▸ **What is needed**: In the entries below, every line with the string "anyhow" is to be reported.
Data to use: Begin
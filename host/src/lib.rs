pub mod config;

use std::fs;
use std::path::{Path, PathBuf};

use anyhow::{anyhow, Context, Result};
use atc_core::demo::{demo_level, DEMO_SCHEDULE};
use atc_core::level::Terrain;
use atc_core::{
    parse_level, parse_schedule, responsibilities_for, run_session, serialize_level, Controller,
    IdleController, Level, Schedule, ScriptedController, SessionReport, SimConfig, Simulation,
};
use serde::Serialize;

pub const DEMO_LEVEL_FILE: &str = "demo.lvl";
pub const DEMO_SCHEDULE_FILE: &str = "demo.sched";

#[derive(Clone, Debug)]
pub struct RunOptions {
    pub level: PathBuf,
    pub schedule: PathBuf,
    /// Drives player 0; every other player idles.
    pub script: Option<PathBuf>,
    pub players: usize,
    pub max_ticks: u32,
    pub config: SimConfig,
}

pub fn load_level(path: &Path) -> Result<Level> {
    let bytes =
        fs::read(path).with_context(|| format!("failed to read level: {}", path.display()))?;
    parse_level(&bytes).with_context(|| format!("invalid level file: {}", path.display()))
}

pub fn load_schedule(path: &Path, level: &Level) -> Result<Schedule> {
    let text = fs::read_to_string(path)
        .with_context(|| format!("failed to read schedule: {}", path.display()))?;
    parse_schedule(&text, level).with_context(|| format!("invalid schedule: {}", path.display()))
}

pub fn build_controllers(
    script: Option<&Path>,
    players: usize,
) -> Result<Vec<Box<dyn Controller>>> {
    if !(1..=2).contains(&players) {
        return Err(anyhow!("players must be 1 or 2, got {players}"));
    }

    let mut controllers: Vec<Box<dyn Controller>> = Vec::with_capacity(players);
    match script {
        Some(path) => {
            let text = fs::read_to_string(path)
                .with_context(|| format!("failed to read script: {}", path.display()))?;
            let scripted = ScriptedController::parse(&text)
                .with_context(|| format!("invalid script: {}", path.display()))?;
            controllers.push(Box::new(scripted));
        }
        None => controllers.push(Box::new(IdleController)),
    }
    while controllers.len() < players {
        controllers.push(Box::new(IdleController));
    }
    Ok(controllers)
}

pub fn run(options: &RunOptions) -> Result<SessionReport> {
    if options.max_ticks == 0 {
        return Err(anyhow!("max_ticks must be > 0"));
    }

    let level = load_level(&options.level)?;
    let schedule = load_schedule(&options.schedule, &level)?;
    let mut controllers = build_controllers(options.script.as_deref(), options.players)?;

    let mut sim = Simulation::new(
        level,
        schedule,
        &responsibilities_for(options.players),
        options.config.clone(),
    );
    run_session(&mut sim, &mut controllers, options.max_ticks)
        .map_err(|rule| anyhow!("invariant failure at tick {}: {rule}", sim.tick()))
}

pub fn write_report(path: &Path, report: &SessionReport) -> Result<()> {
    let json = serde_json::to_vec_pretty(report).context("failed to serialize run report")?;
    write_file(path, &json)
}

/// Writes the practice field and its schedule; returns both paths.
pub fn write_demo(out_dir: &Path) -> Result<(PathBuf, PathBuf)> {
    let level = demo_level().context("demo level failed to build")?;
    let level_path = out_dir.join(DEMO_LEVEL_FILE);
    let schedule_path = out_dir.join(DEMO_SCHEDULE_FILE);
    write_file(&level_path, &serialize_level(&level))?;
    write_file(&schedule_path, DEMO_SCHEDULE.as_bytes())?;
    Ok((level_path, schedule_path))
}

fn write_file(path: &Path, bytes: &[u8]) -> Result<()> {
    if let Some(parent) = path.parent() {
        fs::create_dir_all(parent)
            .with_context(|| format!("failed creating directory {}", parent.display()))?;
    }
    fs::write(path, bytes).with_context(|| format!("failed writing {}", path.display()))
}

#[derive(Clone, Debug, Serialize)]
pub struct LevelSummary {
    pub title: String,
    pub columns: u8,
    pub runways: Vec<RunwaySummary>,
    pub parking: Vec<u16>,
    pub holding_points: Vec<u16>,
    pub pathable_tiles: usize,
}

#[derive(Clone, Debug, Serialize)]
pub struct RunwaySummary {
    pub header: u16,
    pub length: usize,
    pub exits: Vec<u16>,
}

pub fn inspect_level(level: &Level) -> LevelSummary {
    let tiles_of = |terrain: Terrain| -> Vec<u16> {
        level
            .cells()
            .iter()
            .enumerate()
            .filter(|(_, cell)| cell.is(terrain))
            .map(|(index, _)| index as u16)
            .collect()
    };

    let runways = level
        .runway_headers()
        .iter()
        .map(|&header| {
            let run = level.runway_run(header).unwrap_or_default();
            RunwaySummary {
                header,
                length: run.len(),
                exits: run
                    .iter()
                    .copied()
                    .filter(|&tile| {
                        level
                            .tile_at(tile)
                            .is_some_and(|cell| cell.is(Terrain::RunwayExit))
                    })
                    .collect(),
            }
        })
        .collect();

    LevelSummary {
        title: level.title().to_string(),
        columns: level.columns(),
        runways,
        parking: tiles_of(Terrain::Parking),
        holding_points: tiles_of(Terrain::HoldingPoint),
        pathable_tiles: level.cells().iter().filter(|cell| cell.is_pathable()).count(),
    }
}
Data to use: End
▸ **Final answer**:
use anyhow::{anyhow, Context, Result};
        return Err(anyhow!("players must be 1 or 2, got {players}"));
        return Err(anyhow!("max_ticks must be > 0"));
        .map_err(|rule| anyhow!("invariant failure at tick {}: {rule}", sim.tick()))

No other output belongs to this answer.